pub mod drill_point;
pub mod payload;
pub mod reading;

pub use drill_point::{DrillPoint, DrillPointId};
pub use payload::{Feature, FeatureCollection, LineSummary, SurveyHeader, UploadResponse};
pub use reading::{Bounds, CellValue, LatLon, Reading, ReadingField, RowId, Track};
──────────
PROBLEM ▸ Go through the records and gather the lines that hold "payload".

SOLUTION FOR THIS PROBLEM ▸
pub mod payload;
pub use payload::{Feature, FeatureCollection, LineSummary, SurveyHeader, UploadResponse};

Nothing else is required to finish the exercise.